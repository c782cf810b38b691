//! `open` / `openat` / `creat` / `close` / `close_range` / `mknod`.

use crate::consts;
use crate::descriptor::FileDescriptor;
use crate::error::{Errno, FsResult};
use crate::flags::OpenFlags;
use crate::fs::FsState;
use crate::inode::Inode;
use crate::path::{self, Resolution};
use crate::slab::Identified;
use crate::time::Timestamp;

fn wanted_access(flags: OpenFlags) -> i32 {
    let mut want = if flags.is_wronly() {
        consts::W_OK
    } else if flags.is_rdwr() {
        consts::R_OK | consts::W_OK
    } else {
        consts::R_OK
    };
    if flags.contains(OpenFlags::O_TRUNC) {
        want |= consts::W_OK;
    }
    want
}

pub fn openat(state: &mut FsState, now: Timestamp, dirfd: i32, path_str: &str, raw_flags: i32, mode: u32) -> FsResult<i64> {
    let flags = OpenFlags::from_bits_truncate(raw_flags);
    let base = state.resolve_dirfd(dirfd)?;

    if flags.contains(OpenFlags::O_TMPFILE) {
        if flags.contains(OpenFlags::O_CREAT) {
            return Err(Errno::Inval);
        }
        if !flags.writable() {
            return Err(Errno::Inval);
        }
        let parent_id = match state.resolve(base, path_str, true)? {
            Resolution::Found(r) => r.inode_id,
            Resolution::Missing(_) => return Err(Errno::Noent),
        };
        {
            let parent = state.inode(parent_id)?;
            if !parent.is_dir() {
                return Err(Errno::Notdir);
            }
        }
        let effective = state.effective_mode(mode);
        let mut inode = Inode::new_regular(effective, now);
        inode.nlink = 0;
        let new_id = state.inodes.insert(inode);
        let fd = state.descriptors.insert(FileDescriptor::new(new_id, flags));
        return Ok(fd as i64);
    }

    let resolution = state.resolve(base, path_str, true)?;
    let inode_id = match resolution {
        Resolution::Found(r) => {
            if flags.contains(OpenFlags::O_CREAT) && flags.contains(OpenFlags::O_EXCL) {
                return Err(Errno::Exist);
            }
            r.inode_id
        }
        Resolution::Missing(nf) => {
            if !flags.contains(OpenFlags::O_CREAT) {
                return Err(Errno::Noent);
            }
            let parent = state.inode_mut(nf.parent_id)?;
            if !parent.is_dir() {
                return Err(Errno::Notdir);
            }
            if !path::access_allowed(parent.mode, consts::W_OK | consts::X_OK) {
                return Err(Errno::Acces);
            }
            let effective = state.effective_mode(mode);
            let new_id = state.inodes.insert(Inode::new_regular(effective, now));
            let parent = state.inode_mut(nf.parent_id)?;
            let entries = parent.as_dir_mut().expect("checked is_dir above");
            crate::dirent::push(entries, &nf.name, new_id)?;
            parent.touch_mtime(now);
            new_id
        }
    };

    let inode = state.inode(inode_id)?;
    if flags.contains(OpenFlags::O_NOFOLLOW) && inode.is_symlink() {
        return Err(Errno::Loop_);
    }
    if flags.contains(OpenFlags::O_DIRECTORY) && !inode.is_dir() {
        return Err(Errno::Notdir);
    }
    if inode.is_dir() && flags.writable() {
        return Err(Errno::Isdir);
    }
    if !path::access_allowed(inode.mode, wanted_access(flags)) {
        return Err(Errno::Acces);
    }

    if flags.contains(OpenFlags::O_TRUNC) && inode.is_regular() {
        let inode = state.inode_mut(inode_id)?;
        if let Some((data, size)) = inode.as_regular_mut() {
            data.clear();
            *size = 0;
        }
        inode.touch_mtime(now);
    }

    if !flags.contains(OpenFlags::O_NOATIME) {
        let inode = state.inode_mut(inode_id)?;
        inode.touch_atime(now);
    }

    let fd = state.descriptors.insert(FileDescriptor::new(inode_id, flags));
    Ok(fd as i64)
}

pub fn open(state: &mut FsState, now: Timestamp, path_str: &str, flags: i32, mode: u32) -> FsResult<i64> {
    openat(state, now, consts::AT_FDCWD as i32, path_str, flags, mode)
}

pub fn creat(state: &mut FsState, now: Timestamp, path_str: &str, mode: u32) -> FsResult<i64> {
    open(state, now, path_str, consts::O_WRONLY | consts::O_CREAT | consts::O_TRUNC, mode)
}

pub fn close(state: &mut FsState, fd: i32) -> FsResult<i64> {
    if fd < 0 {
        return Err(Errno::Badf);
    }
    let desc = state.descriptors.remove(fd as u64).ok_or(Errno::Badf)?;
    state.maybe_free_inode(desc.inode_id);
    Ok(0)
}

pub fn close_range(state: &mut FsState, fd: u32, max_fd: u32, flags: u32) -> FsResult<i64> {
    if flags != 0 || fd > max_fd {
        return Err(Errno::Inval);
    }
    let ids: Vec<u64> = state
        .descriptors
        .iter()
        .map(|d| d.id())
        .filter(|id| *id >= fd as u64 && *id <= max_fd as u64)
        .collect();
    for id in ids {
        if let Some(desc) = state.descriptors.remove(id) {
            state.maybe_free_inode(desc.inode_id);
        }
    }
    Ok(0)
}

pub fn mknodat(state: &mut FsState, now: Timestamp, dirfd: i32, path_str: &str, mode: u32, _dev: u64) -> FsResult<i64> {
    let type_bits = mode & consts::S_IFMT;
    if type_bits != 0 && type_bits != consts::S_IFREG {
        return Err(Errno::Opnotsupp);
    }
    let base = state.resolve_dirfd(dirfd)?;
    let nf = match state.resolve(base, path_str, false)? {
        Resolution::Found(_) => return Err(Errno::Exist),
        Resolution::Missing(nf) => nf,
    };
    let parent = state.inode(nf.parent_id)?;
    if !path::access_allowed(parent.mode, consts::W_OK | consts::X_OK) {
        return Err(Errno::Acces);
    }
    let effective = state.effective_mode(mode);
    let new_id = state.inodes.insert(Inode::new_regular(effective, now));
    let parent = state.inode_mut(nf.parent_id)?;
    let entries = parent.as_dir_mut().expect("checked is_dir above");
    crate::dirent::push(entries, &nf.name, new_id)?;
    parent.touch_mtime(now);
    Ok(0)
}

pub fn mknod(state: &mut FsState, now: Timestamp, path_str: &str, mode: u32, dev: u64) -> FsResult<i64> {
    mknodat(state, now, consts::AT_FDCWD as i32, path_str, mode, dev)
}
::::::::
Return nothing but the lines from the start of the listing above through the line containing "pub fn openat(state: &mut", exactly as given.

repository c782cf810b38b691
//! `open` / `openat` / `creat` / `close` / `close_range` / `mknod`.

use crate::consts;
use crate::descriptor::FileDescriptor;
use crate::error::{Errno, FsResult};
use crate::flags::OpenFlags;
use crate::fs::FsState;
use crate::inode::Inode;
use crate::path::{self, Resolution};
use crate::slab::Identified;
use crate::time::Timestamp;

fn wanted_access(flags: OpenFlags) -> i32 {
    let mut want = if flags.is_wronly() {
        consts::W_OK
    } else if flags.is_rdwr() {
        consts::R_OK | consts::W_OK
    } else {
        consts::R_OK
    };
    if flags.contains(OpenFlags::O_TRUNC) {
        want |= consts::W_OK;
    }
    want
}

pub fn openat(state: &mut FsState, now: Timestamp, dirfd: i32, path_str: &str, raw_flags: i32, mode: u32) -> FsResult<i64> {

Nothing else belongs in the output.